§ **Given information**

//! RGBA bitmap returned by capture drivers
//!
//! This module provides `RawImage`, a thin wrapper around `image::RgbaImage`
//! with the operations the stitcher, snapshot and diff engine need: cropping
//! with bounds checks, clipped blits, and PNG decoding of driver output.
//!
//! # Examples
//!
//! ```
//! use webshot::{capture::RawImage, geometry::RawRegion};
//!
//! let img = RawImage::from_test_pattern(1920, 1080);
//!
//! let cropped = img.crop(RawRegion::new(100, 100, 800, 400)).unwrap();
//! assert_eq!(cropped.dimensions(), (800, 400));
//! ```

use image::{Rgba, RgbaImage};

use crate::{
    error::{CaptureError, CaptureResult},
    geometry::RawRegion,
};

/// Grid of RGBA8 pixel samples with no coordinate metadata
///
/// All transformation methods return new `RawImage` instances, leaving the
/// original unchanged. [`RawImage::copy_from`] is the one in-place
/// operation, used to fill a stitching canvas.
#[derive(Clone, Debug, PartialEq, Eq)]
pub struct RawImage {
    inner: RgbaImage,
}

impl RawImage {
    /// Wraps an existing RGBA buffer
    pub fn new(image: RgbaImage) -> Self {
        Self { inner: image }
    }

    /// Creates a fully transparent bitmap
    pub fn blank(width: u32, height: u32) -> Self {
        Self::new(RgbaImage::new(width, height))
    }

    /// Creates a bitmap by evaluating `f` for every pixel
    pub fn from_fn<F>(width: u32, height: u32, f: F) -> Self
    where
        F: FnMut(u32, u32) -> Rgba<u8>,
    {
        Self::new(RgbaImage::from_fn(width, height, f))
    }

    /// Decodes PNG bytes as returned by a browser screenshot command
    ///
    /// # Errors
    ///
    /// Returns [`CaptureError::ImageError`] if the bytes are not a decodable
    /// image.
    pub fn from_png_bytes(bytes: &[u8]) -> CaptureResult<Self> {
        let decoded = image::load_from_memory_with_format(bytes, image::ImageFormat::Png)
            .map_err(|e| CaptureError::ImageError(format!("Failed to decode PNG: {e}")))?;
        Ok(Self::new(decoded.to_rgba8()))
    }

    /// Reads a PNG file from disk
    pub fn open(path: &std::path::Path) -> CaptureResult<Self> {
        let bytes = std::fs::read(path)?;
        Self::from_png_bytes(&bytes)
    }

    /// Creates a test pattern image with the specified dimensions
    ///
    /// A vertical gradient from blue (top) to cyan (bottom).
    pub fn from_test_pattern(width: u32, height: u32) -> Self {
        let start_color = Rgba([0u8, 0u8, 255u8, 255u8]);
        let end_color = Rgba([0u8, 255u8, 255u8, 255u8]);

        Self::from_fn(width, height, |_x, y| {
            let ratio = y as f32 / height.max(1) as f32;
            Rgba([
                (start_color[0] as f32 * (1.0 - ratio) + end_color[0] as f32 * ratio) as u8,
                (start_color[1] as f32 * (1.0 - ratio) + end_color[1] as f32 * ratio) as u8,
                (start_color[2] as f32 * (1.0 - ratio) + end_color[2] as f32 * ratio) as u8,
                255,
            ])
        })
    }

    /// Returns the dimensions of the image as (width, height)
    pub fn dimensions(&self) -> (u32, u32) {
        self.inner.dimensions()
    }

    /// Returns the image width in pixels
    pub fn width(&self) -> u32 {
        self.inner.width()
    }

    /// Returns the image height in pixels
    pub fn height(&self) -> u32 {
        self.inner.height()
    }

    /// Returns the pixel at (x, y)
    ///
    /// # Panics
    ///
    /// Panics if the coordinate is outside the image.
    pub fn pixel(&self, x: u32, y: u32) -> Rgba<u8> {
        *self.inner.get_pixel(x, y)
    }

    /// Overwrites the pixel at (x, y)
    pub fn put_pixel(&mut self, x: u32, y: u32, pixel: Rgba<u8>) {
        self.inner.put_pixel(x, y, pixel);
    }

    /// Crops the image to the given region
    ///
    /// # Errors
    ///
    /// Returns [`CaptureError::OutOfBounds`] if the region extends past the
    /// image.
    ///
    /// # Examples
    ///
    /// ```
    /// use webshot::{capture::RawImage, geometry::RawRegion};
    ///
    /// let img = RawImage::from_test_pattern(200, 200);
    /// assert!(img.crop(RawRegion::new(150, 150, 100, 100)).is_err());
    /// ```
    pub fn crop(&self, region: RawRegion) -> CaptureResult<Self> {
        let (width, height) = self.dimensions();

        if !region.fits_in(width, height) {
            return Err(CaptureError::OutOfBounds {
                region,
                width,
                height,
            });
        }

        let view = image::imageops::crop_imm(
            &self.inner,
            region.x,
            region.y,
            region.width,
            region.height,
        );
        Ok(Self::new(view.to_image()))
    }

    /// Copies `region` of `source` into this image with its top-left corner
    /// at (`x`, `y`)
    ///
    /// Rows and columns that would land outside this image are skipped.
    /// Returns the number of pixels written.
    pub fn copy_from(&mut self, source: &RawImage, region: RawRegion, x: u32, y: u32) -> u64 {
        let region = region.clamp_to(source.width(), source.height());
        let copy_width = region.width.min(self.width().saturating_sub(x));
        let copy_height = region.height.min(self.height().saturating_sub(y));

        if copy_width == 0 || copy_height == 0 {
            return 0;
        }

        let row_bytes = copy_width as usize * 4;
        let src_stride = source.width() as usize * 4;
        let dst_stride = self.width() as usize * 4;
        let src = source.inner.as_raw();
        let dst: &mut [u8] = &mut self.inner;

        for row in 0..copy_height as usize {
            let src_start = (region.y as usize + row) * src_stride + region.x as usize * 4;
            let dst_start = (y as usize + row) * dst_stride + x as usize * 4;
            dst[dst_start..dst_start + row_bytes]
                .copy_from_slice(&src[src_start..src_start + row_bytes]);
        }

        u64::from(copy_width) * u64::from(copy_height)
    }

    /// Returns the raw RGBA bytes, row-major
    pub fn as_bytes(&self) -> &[u8] {
        self.inner.as_raw()
    }

    /// Returns a reference to the inner RGBA buffer
    pub fn inner(&self) -> &RgbaImage {
        &self.inner
    }

    /// Consumes self and returns the inner RGBA buffer
    pub fn into_inner(self) -> RgbaImage {
        self.inner
    }
}
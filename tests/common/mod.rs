//! Shared test utilities for integration tests

#![allow(dead_code)]

pub mod mcp_harness;
pub mod pages;
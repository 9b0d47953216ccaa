//! Centralized defaults for capture sessions and persisted artifacts.
//!
//! # Runtime Configuration
//!
//! Defaults can be overridden at runtime via environment variables:
//!
//! | Environment Variable | Default | Description |
//! |---------------------|---------|-------------|
//! | `WEBSHOT_SCROLL_SETTLE_MS` | 100 | Pause after each scroll before capturing |
//! | `WEBSHOT_WAIT_POLL_INTERVAL_MS` | 50 | Poll interval of script pre-capture waits |
//! | `WEBSHOT_SCREENSHOT_DIR` | `screenshots` | Default folder for captures, baselines and diffs |
//! | `WEBSHOT_WEBDRIVER_URL` | `http://localhost:4444` | WebDriver endpoint used by the binary |
//!
//! # Settle Delay
//!
//! Browsers apply scroll requests asynchronously. Lazy-loaded images, sticky
//! headers and smooth scrolling all need a moment after the scroll position
//! changes before the viewport shows the final layout. 100ms covers typical
//! pages; raise it for pages with scroll-triggered animation.

/// Pause after each scroll before the viewport is captured.
pub const DEFAULT_SCROLL_SETTLE_MS: u64 = 100;

/// Pause between polls of a script pre-capture wait.
pub const DEFAULT_WAIT_POLL_INTERVAL_MS: u64 = 50;

/// Folder used for captures, baselines and diff images when none is given.
pub const DEFAULT_SCREENSHOT_DIR: &str = "screenshots";

/// WebDriver endpoint the binary connects to by default.
pub const DEFAULT_WEBDRIVER_URL: &str = "http://localhost:4444";

/// Longest file name derived from a page URL.
///
/// 159 characters keeps the full path of a baseline inside common
/// path-component limits once a folder and extension are added.
pub const MAX_FILE_NAME_LEN: usize = 159;

/// Suffix appended to the file name of a diff image.
pub const DIFF_SUFFIX: &str = "-DIFF_IMAGE";

/// Extension of every persisted image.
pub const IMAGE_EXTENSION: &str = "png";

// =============================================================================
// Environment Variable Overrides
// =============================================================================

/// Helper to get a number from environment variable or fall back to default.
fn get_u64_from_env(env_var: &str, default: u64) -> u64 {
    std::env::var(env_var)
        .ok()
        .and_then(|s| s.parse().ok())
        .unwrap_or(default)
}

/// Helper to get a non-empty string from environment variable or fall back
/// to default.
fn get_string_from_env(env_var: &str, default: &str) -> String {
    std::env::var(env_var)
        .ok()
        .map(|s| s.trim().to_string())
        .filter(|s| !s.is_empty())
        .unwrap_or_else(|| default.to_string())
}

/// Get the scroll settle delay, checking environment variable override.
///
/// Override with: `WEBSHOT_SCROLL_SETTLE_MS`
///
/// # Example
///
/// ```bash
/// # Give scroll-triggered animations more time
/// export WEBSHOT_SCROLL_SETTLE_MS=400
/// ```
pub fn scroll_settle_ms() -> u64 {
    get_u64_from_env("WEBSHOT_SCROLL_SETTLE_MS", DEFAULT_SCROLL_SETTLE_MS)
}

/// Get the script wait poll interval, checking environment variable override.
///
/// Override with: `WEBSHOT_WAIT_POLL_INTERVAL_MS`
pub fn wait_poll_interval_ms() -> u64 {
    get_u64_from_env("WEBSHOT_WAIT_POLL_INTERVAL_MS", DEFAULT_WAIT_POLL_INTERVAL_MS)
}

/// Get the default screenshot folder, checking environment variable override.
///
/// Override with: `WEBSHOT_SCREENSHOT_DIR`
pub fn screenshot_dir() -> String {
    get_string_from_env("WEBSHOT_SCREENSHOT_DIR", DEFAULT_SCREENSHOT_DIR)
}

/// Get the WebDriver endpoint, checking environment variable override.
///
/// Override with: `WEBSHOT_WEBDRIVER_URL`
///
/// # Example
///
/// ```bash
/// # Use a Selenium grid instead of a local chromedriver
/// export WEBSHOT_WEBDRIVER_URL=http://selenium:4444/wd/hub
/// ```
pub fn webdriver_url() -> String {
    get_string_from_env("WEBSHOT_WEBDRIVER_URL", DEFAULT_WEBDRIVER_URL)
}
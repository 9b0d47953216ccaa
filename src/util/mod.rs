// Utility modules

pub mod encode;
pub mod naming;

§ **Work to be completed**
Given the records above, reproduce precisely and only the lines between the line holding "pub fn copy_from(&mut" and the line holding "let src_stride = source.width()", inclusive.

§ **Solution below**
    pub fn copy_from(&mut self, source: &RawImage, region: RawRegion, x: u32, y: u32) -> u64 {
        let region = region.clamp_to(source.width(), source.height());
        let copy_width = region.width.min(self.width().saturating_sub(x));
        let copy_height = region.height.min(self.height().saturating_sub(y));

        if copy_width == 0 || copy_height == 0 {
            return 0;
        }

        let row_bytes = copy_width as usize * 4;
        let src_stride = source.width() as usize * 4;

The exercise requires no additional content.